EXERCISE MATERIAL:
Start of Block

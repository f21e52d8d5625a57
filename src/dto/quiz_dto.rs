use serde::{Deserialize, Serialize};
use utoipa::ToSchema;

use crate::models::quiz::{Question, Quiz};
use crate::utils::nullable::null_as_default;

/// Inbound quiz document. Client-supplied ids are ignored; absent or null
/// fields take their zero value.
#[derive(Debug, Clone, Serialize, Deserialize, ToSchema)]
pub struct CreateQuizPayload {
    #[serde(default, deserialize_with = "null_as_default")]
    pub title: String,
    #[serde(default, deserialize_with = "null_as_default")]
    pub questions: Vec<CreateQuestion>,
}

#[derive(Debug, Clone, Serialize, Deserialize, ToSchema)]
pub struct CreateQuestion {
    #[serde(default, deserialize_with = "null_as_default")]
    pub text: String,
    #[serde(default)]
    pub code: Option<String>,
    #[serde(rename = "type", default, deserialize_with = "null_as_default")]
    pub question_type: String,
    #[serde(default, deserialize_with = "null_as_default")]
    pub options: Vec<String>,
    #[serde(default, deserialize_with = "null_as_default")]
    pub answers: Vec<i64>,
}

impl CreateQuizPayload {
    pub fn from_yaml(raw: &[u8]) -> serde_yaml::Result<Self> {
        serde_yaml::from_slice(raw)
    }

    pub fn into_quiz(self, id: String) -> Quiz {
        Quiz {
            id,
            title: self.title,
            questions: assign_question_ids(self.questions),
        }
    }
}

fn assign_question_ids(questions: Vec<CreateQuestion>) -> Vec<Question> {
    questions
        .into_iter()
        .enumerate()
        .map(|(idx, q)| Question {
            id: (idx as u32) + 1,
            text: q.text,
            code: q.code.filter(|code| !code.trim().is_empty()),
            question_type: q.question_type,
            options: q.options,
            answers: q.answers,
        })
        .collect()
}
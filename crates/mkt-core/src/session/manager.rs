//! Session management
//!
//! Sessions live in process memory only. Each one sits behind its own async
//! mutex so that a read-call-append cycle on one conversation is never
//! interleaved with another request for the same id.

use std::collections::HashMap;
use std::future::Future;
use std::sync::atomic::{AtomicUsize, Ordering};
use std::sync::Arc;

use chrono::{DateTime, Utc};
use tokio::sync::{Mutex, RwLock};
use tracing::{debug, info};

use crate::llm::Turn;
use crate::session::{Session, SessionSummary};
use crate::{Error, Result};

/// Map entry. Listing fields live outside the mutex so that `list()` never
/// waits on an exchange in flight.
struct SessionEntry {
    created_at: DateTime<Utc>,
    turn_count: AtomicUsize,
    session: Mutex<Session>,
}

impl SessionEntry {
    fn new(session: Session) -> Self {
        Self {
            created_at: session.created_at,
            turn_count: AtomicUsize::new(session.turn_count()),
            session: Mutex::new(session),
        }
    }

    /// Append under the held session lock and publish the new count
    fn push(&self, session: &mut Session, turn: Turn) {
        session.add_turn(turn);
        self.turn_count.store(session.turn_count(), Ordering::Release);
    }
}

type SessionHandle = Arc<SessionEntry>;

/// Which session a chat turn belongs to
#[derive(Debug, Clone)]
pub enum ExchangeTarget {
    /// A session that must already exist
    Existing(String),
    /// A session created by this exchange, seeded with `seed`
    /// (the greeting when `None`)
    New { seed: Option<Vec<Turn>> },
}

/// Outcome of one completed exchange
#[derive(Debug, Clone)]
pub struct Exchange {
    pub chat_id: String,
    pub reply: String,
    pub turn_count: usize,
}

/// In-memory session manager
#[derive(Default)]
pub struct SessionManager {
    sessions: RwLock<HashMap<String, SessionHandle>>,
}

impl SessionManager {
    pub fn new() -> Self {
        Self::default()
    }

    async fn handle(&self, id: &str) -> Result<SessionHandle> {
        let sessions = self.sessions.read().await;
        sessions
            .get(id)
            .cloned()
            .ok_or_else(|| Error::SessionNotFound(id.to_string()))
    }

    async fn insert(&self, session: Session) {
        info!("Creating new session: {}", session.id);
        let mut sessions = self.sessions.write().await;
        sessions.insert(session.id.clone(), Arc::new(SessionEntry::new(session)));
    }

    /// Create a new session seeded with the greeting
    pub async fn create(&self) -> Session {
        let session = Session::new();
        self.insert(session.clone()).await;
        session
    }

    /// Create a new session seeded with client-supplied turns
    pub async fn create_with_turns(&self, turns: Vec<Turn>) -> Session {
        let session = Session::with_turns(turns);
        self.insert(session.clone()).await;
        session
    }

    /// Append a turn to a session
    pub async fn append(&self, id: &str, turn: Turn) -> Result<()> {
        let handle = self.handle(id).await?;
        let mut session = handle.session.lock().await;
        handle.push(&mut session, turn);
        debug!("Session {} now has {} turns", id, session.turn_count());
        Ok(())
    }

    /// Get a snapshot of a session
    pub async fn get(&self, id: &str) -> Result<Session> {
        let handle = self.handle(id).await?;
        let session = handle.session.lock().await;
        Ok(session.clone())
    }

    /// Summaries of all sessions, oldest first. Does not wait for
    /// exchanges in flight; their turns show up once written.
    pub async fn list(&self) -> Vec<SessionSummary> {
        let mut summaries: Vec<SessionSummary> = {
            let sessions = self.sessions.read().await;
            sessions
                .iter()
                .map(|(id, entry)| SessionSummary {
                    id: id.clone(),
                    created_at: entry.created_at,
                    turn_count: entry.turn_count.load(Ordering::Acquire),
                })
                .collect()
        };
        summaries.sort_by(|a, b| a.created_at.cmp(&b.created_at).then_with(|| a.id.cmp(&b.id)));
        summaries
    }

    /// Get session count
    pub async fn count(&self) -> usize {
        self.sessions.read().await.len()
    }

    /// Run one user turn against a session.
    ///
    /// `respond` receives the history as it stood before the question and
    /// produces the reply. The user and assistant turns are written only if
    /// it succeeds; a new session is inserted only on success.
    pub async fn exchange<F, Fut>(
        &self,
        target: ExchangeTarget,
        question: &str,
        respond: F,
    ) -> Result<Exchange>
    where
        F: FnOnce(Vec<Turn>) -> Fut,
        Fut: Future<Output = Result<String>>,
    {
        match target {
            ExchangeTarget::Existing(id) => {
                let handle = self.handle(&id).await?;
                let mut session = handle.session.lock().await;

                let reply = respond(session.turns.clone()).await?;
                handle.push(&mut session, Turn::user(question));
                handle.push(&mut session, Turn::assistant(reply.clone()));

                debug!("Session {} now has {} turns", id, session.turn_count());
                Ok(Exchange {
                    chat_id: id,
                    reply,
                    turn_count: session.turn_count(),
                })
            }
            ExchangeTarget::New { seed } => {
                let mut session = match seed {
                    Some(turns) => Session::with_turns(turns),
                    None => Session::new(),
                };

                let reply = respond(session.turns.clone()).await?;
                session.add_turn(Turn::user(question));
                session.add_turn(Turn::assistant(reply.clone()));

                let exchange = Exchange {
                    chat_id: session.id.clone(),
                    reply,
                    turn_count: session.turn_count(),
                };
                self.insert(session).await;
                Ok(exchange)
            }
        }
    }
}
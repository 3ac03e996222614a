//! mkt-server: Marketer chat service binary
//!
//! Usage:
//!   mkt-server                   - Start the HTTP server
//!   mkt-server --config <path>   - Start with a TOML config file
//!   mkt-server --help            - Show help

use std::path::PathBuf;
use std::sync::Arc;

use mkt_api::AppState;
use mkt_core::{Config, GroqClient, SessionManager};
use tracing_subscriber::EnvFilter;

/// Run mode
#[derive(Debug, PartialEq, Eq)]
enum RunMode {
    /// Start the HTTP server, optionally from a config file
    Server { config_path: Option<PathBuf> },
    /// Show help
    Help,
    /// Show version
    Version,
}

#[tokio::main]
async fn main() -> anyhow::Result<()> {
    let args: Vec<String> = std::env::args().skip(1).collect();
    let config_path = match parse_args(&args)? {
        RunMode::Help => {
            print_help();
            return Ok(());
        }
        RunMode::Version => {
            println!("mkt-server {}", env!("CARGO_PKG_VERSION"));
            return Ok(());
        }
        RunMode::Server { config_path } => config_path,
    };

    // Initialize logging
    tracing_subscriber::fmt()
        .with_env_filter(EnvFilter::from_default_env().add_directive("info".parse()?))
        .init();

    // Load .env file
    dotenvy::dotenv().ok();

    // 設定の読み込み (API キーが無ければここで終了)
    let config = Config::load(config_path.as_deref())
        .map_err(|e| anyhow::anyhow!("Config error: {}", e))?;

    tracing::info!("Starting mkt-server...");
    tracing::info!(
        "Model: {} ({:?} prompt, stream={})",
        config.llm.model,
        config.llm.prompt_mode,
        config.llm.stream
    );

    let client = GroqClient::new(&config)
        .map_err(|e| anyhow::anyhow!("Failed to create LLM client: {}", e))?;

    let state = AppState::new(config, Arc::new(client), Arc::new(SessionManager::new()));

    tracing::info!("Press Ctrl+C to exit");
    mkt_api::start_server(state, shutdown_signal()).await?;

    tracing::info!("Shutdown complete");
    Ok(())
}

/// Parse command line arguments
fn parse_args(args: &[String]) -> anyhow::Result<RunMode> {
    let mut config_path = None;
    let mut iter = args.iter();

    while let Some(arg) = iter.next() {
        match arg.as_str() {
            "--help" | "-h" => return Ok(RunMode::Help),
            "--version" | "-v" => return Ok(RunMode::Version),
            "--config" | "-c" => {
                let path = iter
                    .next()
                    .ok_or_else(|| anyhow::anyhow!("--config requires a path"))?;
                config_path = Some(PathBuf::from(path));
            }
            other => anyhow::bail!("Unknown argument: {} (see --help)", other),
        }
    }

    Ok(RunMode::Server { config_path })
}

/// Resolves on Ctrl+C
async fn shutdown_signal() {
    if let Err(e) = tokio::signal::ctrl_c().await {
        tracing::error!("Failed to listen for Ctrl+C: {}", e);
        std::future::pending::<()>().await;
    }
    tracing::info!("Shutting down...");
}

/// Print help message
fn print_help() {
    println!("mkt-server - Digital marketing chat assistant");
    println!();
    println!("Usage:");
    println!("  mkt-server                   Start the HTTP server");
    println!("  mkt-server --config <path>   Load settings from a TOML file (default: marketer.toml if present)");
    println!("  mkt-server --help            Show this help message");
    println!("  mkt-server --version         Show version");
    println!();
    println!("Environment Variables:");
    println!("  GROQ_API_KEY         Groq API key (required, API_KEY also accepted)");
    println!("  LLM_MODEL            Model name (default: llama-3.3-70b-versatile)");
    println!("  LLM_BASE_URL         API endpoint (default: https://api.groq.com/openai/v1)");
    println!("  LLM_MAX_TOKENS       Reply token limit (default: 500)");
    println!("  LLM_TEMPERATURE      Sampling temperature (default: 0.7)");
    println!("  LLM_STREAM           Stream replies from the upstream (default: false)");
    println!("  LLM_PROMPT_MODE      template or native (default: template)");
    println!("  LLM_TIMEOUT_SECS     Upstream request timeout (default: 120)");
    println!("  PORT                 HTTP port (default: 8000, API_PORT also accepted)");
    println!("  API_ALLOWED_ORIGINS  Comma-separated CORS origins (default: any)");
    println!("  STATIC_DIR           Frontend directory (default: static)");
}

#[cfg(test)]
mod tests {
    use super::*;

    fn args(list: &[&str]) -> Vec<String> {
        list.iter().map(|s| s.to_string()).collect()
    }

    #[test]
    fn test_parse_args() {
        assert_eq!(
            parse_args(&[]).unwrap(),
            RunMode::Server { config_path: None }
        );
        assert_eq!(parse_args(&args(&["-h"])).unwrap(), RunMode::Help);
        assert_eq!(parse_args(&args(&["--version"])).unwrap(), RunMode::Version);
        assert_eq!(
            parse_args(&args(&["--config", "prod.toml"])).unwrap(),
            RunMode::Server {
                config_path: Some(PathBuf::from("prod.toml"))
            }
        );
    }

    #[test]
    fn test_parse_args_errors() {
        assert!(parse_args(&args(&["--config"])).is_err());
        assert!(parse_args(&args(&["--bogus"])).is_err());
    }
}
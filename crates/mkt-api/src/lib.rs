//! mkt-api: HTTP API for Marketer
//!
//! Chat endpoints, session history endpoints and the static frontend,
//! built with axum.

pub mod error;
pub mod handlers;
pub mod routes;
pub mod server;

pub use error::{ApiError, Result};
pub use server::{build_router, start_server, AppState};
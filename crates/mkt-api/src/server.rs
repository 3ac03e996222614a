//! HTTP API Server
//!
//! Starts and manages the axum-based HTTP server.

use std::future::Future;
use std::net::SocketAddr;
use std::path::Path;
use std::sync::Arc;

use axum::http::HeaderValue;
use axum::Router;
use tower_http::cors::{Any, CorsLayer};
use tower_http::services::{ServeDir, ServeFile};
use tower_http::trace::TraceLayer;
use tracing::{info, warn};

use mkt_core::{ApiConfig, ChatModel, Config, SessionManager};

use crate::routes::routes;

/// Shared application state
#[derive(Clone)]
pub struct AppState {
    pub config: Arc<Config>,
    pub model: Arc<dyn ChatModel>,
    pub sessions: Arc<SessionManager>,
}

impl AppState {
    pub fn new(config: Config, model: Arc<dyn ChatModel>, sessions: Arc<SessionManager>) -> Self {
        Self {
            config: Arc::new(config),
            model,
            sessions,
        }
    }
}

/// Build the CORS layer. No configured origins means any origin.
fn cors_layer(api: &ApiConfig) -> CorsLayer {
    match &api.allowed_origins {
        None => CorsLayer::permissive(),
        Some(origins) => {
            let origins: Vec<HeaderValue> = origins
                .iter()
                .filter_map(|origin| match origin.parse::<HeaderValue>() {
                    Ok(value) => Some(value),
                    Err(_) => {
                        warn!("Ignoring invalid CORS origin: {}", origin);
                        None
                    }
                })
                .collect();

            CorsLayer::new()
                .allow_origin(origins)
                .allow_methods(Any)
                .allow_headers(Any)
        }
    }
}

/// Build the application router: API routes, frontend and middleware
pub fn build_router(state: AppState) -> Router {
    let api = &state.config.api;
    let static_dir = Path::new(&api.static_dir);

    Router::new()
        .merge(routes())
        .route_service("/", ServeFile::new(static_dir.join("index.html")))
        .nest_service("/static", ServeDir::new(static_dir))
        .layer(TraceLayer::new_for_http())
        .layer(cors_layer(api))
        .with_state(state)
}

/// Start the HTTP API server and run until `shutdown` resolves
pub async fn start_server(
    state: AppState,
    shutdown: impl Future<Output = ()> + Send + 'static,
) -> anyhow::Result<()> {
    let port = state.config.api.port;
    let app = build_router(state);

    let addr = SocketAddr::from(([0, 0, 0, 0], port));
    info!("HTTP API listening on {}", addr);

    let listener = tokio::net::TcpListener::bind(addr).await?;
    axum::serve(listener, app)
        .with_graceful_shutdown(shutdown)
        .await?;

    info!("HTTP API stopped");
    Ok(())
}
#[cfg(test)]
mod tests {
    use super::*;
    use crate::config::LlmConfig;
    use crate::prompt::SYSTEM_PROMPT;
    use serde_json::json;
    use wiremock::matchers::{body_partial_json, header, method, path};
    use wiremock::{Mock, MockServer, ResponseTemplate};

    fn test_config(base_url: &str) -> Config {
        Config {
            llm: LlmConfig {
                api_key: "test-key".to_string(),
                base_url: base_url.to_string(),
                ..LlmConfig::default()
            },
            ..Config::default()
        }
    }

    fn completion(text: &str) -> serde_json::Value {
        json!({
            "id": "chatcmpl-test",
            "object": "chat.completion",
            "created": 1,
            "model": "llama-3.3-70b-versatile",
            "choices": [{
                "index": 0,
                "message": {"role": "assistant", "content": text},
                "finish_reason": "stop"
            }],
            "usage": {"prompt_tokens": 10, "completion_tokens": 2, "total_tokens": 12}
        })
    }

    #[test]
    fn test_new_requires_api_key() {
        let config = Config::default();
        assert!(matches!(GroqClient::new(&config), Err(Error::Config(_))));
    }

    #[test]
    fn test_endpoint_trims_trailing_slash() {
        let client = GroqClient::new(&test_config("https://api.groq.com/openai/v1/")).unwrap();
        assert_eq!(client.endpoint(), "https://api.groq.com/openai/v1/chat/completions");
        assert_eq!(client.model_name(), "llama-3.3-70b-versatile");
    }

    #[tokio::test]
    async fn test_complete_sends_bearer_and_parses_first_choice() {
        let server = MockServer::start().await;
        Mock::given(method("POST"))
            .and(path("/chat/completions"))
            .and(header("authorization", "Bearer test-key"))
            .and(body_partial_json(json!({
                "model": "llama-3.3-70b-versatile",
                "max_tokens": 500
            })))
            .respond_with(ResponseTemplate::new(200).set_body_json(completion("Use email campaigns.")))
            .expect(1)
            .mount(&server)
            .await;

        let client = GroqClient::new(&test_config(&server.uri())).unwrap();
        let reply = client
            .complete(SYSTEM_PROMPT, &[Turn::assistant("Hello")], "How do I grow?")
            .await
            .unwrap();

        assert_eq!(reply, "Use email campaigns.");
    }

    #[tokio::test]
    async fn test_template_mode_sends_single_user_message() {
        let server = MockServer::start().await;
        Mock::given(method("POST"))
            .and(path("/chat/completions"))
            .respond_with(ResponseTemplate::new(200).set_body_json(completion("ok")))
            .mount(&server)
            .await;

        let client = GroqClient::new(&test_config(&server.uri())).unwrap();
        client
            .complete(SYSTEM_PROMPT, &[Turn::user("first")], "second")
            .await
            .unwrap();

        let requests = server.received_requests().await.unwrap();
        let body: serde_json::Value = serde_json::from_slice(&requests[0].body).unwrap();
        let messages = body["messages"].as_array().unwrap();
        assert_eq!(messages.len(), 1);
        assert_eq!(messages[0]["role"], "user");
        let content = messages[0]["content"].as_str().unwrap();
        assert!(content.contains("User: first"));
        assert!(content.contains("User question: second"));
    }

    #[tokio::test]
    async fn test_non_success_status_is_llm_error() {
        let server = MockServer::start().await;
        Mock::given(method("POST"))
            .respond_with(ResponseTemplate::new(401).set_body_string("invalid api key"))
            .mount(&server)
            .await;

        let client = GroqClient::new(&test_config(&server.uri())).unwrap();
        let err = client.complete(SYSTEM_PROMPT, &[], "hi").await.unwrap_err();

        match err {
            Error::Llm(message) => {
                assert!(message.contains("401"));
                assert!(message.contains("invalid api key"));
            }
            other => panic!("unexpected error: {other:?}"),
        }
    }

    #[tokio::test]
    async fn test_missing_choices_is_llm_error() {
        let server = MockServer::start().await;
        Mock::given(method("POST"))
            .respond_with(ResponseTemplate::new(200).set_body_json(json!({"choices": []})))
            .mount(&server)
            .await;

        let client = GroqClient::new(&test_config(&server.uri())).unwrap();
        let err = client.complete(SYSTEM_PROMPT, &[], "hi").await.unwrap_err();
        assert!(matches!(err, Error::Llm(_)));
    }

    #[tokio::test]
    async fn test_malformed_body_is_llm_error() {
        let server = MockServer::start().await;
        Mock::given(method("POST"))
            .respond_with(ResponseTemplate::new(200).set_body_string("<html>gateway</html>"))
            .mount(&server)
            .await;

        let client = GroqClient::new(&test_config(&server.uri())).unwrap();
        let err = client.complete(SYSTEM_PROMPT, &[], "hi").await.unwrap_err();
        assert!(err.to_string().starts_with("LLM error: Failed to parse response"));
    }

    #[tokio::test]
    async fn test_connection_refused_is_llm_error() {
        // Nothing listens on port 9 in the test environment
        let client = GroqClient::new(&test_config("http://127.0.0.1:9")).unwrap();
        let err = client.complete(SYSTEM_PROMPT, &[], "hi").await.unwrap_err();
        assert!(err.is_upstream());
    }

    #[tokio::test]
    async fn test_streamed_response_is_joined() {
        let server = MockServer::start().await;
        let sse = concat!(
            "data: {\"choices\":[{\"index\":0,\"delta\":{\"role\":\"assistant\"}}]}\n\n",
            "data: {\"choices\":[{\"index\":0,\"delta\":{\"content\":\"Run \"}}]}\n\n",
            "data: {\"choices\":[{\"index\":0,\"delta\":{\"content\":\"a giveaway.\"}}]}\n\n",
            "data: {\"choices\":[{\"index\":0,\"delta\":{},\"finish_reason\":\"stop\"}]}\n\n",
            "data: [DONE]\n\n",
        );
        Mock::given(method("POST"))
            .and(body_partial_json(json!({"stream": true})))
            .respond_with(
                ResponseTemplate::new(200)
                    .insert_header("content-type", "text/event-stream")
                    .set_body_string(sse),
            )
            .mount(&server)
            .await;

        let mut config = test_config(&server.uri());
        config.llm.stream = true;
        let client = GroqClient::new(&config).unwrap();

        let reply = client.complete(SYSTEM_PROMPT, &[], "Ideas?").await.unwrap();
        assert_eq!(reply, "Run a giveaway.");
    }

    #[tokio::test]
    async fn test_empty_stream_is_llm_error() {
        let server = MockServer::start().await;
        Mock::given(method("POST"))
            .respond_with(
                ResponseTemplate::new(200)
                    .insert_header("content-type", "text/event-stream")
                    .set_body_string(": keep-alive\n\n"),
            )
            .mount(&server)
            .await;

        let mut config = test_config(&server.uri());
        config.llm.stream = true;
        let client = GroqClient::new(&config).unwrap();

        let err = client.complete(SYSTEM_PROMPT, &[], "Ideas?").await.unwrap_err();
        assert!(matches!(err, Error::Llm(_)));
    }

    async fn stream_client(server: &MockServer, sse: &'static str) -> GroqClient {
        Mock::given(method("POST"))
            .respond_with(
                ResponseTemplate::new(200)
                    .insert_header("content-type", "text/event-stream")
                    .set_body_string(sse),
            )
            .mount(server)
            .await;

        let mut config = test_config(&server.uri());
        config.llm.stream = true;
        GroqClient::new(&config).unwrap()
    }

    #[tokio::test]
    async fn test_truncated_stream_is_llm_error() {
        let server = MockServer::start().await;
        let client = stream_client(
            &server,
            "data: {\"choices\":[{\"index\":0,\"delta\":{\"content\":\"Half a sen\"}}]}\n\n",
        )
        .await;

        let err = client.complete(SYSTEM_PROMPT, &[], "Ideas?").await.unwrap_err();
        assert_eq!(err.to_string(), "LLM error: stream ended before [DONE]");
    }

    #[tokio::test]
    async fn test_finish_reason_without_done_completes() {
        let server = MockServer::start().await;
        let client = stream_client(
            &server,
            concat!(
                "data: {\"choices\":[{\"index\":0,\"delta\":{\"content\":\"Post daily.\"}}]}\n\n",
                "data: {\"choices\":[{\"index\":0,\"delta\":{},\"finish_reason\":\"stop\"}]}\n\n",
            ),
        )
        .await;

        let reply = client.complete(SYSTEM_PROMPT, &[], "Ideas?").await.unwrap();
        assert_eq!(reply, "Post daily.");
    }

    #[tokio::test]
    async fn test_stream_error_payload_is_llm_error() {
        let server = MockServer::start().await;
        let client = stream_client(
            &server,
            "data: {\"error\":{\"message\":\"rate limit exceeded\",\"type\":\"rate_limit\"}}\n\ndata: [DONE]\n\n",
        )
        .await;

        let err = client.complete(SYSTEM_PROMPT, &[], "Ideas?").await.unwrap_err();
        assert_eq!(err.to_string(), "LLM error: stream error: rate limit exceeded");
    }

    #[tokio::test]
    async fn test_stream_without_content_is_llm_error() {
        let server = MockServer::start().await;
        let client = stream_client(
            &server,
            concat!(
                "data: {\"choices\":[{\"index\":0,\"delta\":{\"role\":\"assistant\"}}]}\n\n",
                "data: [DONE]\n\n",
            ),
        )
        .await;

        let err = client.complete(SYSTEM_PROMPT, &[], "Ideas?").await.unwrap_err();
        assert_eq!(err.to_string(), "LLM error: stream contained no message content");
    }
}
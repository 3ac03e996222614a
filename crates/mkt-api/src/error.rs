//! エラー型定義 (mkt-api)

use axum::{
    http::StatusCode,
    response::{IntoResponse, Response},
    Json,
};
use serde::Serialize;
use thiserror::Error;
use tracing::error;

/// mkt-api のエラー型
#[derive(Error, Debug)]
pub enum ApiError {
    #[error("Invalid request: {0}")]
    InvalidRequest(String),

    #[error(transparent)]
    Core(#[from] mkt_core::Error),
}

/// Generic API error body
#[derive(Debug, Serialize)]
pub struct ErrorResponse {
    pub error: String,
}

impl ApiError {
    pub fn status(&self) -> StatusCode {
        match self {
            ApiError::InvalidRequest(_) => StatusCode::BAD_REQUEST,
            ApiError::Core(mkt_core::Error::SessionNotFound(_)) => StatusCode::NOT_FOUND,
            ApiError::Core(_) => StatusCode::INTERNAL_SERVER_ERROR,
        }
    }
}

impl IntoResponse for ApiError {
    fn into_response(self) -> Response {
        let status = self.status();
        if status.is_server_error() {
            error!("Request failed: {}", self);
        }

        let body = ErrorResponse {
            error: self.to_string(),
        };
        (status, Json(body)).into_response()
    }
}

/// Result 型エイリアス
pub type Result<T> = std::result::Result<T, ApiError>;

End of Block

EXERCISE: For each line in the data that holds the word "SocketAddr", copy the line.

TASK RESPONSE:
use std::net::SocketAddr;
    let addr = SocketAddr::from(([0, 0, 0, 0], port));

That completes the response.